# Task description
In the records below, find each line holding the word "inner" and copy it.

# Information shown
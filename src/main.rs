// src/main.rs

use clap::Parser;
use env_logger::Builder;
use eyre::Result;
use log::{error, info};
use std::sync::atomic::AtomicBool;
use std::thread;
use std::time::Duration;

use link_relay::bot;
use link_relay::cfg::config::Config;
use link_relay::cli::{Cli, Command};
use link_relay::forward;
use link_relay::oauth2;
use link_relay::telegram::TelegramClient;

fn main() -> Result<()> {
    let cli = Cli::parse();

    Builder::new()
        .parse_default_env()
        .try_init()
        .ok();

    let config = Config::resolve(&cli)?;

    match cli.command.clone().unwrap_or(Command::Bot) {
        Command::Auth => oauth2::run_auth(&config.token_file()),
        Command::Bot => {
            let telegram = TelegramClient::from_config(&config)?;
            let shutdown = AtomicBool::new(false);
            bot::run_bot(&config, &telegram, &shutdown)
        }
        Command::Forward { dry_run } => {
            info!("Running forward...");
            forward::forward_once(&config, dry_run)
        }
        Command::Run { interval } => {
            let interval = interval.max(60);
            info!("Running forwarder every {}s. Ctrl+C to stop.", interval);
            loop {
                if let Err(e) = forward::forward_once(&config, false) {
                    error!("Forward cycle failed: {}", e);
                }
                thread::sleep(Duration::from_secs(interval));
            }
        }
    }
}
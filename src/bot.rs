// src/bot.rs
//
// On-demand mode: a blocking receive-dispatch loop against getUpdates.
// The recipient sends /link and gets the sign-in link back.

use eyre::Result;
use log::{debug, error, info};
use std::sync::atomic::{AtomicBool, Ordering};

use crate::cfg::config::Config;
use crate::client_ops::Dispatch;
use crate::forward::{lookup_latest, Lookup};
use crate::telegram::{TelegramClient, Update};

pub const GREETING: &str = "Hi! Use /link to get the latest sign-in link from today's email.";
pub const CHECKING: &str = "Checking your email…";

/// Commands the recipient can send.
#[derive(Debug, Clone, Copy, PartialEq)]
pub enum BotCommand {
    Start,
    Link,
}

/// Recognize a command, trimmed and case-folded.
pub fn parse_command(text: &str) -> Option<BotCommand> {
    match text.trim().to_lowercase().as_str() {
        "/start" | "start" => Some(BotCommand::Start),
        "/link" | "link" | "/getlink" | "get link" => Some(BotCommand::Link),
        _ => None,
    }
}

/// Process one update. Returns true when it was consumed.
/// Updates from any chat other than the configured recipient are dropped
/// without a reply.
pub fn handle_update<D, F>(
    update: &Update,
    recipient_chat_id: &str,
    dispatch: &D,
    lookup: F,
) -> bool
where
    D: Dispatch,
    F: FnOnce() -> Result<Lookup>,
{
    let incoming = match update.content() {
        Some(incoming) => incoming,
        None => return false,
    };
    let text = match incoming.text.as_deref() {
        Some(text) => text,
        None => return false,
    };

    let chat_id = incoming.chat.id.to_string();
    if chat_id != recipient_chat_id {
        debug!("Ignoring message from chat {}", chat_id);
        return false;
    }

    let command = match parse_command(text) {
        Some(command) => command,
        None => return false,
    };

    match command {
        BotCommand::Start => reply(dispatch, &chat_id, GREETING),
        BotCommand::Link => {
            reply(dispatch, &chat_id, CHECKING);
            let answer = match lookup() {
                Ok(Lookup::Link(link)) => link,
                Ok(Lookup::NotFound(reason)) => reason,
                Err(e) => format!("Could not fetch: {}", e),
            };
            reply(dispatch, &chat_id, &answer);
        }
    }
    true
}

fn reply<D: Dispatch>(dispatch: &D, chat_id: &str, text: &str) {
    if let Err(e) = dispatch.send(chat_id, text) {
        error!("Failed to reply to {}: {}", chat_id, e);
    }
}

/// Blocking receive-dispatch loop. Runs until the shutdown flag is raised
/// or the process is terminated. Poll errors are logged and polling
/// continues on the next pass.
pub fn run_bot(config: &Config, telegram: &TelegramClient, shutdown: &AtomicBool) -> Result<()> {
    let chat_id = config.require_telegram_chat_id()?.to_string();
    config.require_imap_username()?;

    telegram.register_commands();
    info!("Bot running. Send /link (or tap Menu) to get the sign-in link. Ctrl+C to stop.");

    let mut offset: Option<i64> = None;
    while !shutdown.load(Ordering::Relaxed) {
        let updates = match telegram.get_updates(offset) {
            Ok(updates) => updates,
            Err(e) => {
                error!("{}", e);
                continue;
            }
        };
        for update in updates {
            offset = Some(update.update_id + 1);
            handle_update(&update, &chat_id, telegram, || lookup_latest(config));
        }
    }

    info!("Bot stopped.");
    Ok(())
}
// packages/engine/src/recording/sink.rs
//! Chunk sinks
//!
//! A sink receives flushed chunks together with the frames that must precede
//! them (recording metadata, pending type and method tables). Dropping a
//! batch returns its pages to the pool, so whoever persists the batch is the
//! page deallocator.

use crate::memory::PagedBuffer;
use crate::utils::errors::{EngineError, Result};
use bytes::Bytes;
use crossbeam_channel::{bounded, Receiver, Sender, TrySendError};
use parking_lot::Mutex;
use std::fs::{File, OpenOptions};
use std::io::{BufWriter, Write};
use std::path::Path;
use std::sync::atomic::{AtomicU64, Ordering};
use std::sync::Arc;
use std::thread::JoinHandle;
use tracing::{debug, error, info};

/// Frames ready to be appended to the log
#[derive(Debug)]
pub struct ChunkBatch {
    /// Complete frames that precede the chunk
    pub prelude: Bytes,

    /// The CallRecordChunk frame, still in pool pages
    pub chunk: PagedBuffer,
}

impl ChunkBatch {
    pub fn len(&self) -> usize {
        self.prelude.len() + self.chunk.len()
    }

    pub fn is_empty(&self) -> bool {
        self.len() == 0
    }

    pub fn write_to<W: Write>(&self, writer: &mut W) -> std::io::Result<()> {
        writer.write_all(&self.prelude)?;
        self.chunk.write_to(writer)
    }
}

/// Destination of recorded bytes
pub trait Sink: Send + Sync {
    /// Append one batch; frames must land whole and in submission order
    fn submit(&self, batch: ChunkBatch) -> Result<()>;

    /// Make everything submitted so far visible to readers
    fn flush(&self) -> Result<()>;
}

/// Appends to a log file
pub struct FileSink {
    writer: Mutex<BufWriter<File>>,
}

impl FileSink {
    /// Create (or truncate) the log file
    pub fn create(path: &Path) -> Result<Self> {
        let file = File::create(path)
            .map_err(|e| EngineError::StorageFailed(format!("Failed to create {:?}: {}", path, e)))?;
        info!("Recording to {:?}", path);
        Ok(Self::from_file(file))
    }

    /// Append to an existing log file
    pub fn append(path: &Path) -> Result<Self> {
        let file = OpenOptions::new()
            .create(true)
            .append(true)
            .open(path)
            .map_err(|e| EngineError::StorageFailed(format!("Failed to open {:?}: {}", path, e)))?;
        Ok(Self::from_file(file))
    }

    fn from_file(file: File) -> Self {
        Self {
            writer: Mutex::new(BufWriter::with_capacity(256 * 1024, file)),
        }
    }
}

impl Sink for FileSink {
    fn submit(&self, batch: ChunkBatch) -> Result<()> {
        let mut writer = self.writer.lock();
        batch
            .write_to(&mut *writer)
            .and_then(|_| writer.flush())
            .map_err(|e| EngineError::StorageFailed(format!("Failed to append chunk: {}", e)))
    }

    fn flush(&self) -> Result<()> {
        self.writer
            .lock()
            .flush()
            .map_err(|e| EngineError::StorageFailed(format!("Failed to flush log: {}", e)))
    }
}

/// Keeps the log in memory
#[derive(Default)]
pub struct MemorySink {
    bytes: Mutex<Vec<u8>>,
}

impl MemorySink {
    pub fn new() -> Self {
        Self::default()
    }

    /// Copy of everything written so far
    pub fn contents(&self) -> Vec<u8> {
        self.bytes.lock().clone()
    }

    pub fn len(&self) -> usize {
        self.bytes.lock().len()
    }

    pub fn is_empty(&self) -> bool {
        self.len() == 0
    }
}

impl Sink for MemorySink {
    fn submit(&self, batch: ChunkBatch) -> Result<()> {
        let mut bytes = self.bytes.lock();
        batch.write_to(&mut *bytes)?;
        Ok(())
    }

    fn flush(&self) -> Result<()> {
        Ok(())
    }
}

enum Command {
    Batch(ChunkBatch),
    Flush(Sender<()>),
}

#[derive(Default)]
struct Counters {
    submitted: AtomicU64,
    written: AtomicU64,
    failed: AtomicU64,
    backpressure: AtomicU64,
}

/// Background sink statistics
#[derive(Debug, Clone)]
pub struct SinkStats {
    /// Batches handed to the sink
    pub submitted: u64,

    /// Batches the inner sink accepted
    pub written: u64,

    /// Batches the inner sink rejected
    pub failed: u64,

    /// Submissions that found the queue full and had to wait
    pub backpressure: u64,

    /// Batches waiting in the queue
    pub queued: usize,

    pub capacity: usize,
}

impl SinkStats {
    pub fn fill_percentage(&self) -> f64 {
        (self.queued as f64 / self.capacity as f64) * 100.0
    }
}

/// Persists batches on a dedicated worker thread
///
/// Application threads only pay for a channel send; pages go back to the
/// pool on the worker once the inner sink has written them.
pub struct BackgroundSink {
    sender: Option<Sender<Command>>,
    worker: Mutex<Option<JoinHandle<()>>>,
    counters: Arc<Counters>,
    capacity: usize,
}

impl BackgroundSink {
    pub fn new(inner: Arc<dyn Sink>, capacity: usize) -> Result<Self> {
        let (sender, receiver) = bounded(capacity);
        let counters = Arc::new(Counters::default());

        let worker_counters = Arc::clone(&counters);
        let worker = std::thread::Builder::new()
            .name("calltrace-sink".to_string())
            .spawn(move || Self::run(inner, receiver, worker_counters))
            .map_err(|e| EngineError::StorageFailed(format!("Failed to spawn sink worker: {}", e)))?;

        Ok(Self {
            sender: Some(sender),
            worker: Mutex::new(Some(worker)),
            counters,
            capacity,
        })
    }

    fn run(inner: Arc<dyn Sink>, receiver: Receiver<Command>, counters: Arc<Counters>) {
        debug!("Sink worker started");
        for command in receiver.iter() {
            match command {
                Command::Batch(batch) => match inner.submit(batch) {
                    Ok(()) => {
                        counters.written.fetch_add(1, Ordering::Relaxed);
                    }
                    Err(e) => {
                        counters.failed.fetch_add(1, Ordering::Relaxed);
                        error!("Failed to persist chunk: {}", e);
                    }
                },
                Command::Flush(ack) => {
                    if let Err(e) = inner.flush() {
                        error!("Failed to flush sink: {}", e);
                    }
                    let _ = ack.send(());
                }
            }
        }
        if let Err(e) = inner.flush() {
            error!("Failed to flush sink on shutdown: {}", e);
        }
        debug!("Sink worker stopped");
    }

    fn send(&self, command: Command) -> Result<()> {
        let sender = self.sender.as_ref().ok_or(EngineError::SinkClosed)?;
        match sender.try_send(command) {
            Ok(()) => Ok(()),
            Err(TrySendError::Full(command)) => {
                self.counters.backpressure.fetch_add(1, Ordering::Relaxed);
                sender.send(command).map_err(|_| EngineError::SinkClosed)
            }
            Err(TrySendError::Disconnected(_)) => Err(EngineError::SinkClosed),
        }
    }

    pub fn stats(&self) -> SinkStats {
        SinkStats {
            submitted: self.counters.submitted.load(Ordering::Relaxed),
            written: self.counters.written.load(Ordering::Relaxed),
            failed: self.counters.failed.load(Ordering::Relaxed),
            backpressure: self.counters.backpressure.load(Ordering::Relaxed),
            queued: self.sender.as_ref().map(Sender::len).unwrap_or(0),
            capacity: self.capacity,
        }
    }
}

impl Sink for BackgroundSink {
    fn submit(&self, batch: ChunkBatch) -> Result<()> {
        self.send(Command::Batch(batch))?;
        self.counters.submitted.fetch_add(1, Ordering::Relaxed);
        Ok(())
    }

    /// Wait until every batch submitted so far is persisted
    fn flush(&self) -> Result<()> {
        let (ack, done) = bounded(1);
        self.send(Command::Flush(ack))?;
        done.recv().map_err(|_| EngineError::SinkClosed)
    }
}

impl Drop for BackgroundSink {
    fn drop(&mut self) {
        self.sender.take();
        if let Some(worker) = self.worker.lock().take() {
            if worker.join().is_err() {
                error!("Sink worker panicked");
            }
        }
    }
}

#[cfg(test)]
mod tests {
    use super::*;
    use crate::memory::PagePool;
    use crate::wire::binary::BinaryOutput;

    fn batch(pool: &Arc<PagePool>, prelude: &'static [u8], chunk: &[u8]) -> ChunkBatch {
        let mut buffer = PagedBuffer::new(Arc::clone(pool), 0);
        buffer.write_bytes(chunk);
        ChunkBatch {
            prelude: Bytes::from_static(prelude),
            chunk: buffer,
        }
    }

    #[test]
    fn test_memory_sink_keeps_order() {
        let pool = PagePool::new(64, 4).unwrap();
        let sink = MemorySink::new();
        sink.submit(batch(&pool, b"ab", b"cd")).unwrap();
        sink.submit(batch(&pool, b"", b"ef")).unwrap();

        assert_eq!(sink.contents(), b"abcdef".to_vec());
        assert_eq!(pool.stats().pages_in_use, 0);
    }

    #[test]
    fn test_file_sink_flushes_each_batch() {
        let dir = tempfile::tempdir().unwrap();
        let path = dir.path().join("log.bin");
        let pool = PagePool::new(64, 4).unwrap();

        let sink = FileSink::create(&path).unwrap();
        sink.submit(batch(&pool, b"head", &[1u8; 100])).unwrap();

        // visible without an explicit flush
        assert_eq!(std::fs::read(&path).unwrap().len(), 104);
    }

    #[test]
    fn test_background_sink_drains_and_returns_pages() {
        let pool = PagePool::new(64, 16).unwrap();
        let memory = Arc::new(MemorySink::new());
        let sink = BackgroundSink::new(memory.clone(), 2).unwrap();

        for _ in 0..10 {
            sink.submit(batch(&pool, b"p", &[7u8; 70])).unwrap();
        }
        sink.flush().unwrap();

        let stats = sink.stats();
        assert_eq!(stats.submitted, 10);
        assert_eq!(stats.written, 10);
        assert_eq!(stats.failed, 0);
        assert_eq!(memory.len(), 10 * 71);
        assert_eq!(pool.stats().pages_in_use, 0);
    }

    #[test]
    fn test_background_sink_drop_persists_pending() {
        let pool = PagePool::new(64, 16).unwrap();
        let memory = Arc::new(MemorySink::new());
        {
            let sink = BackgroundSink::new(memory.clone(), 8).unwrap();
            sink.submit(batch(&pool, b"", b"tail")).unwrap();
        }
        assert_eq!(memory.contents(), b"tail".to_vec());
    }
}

# Response to the exercise
    /// Batches the inner sink accepted
    /// Batches the inner sink rejected
/// pool on the worker once the inner sink has written them.
    pub fn new(inner: Arc<dyn Sink>, capacity: usize) -> Result<Self> {
            .spawn(move || Self::run(inner, receiver, worker_counters))
    fn run(inner: Arc<dyn Sink>, receiver: Receiver<Command>, counters: Arc<Counters>) {
                Command::Batch(batch) => match inner.submit(batch) {
                    if let Err(e) = inner.flush() {
        if let Err(e) = inner.flush() {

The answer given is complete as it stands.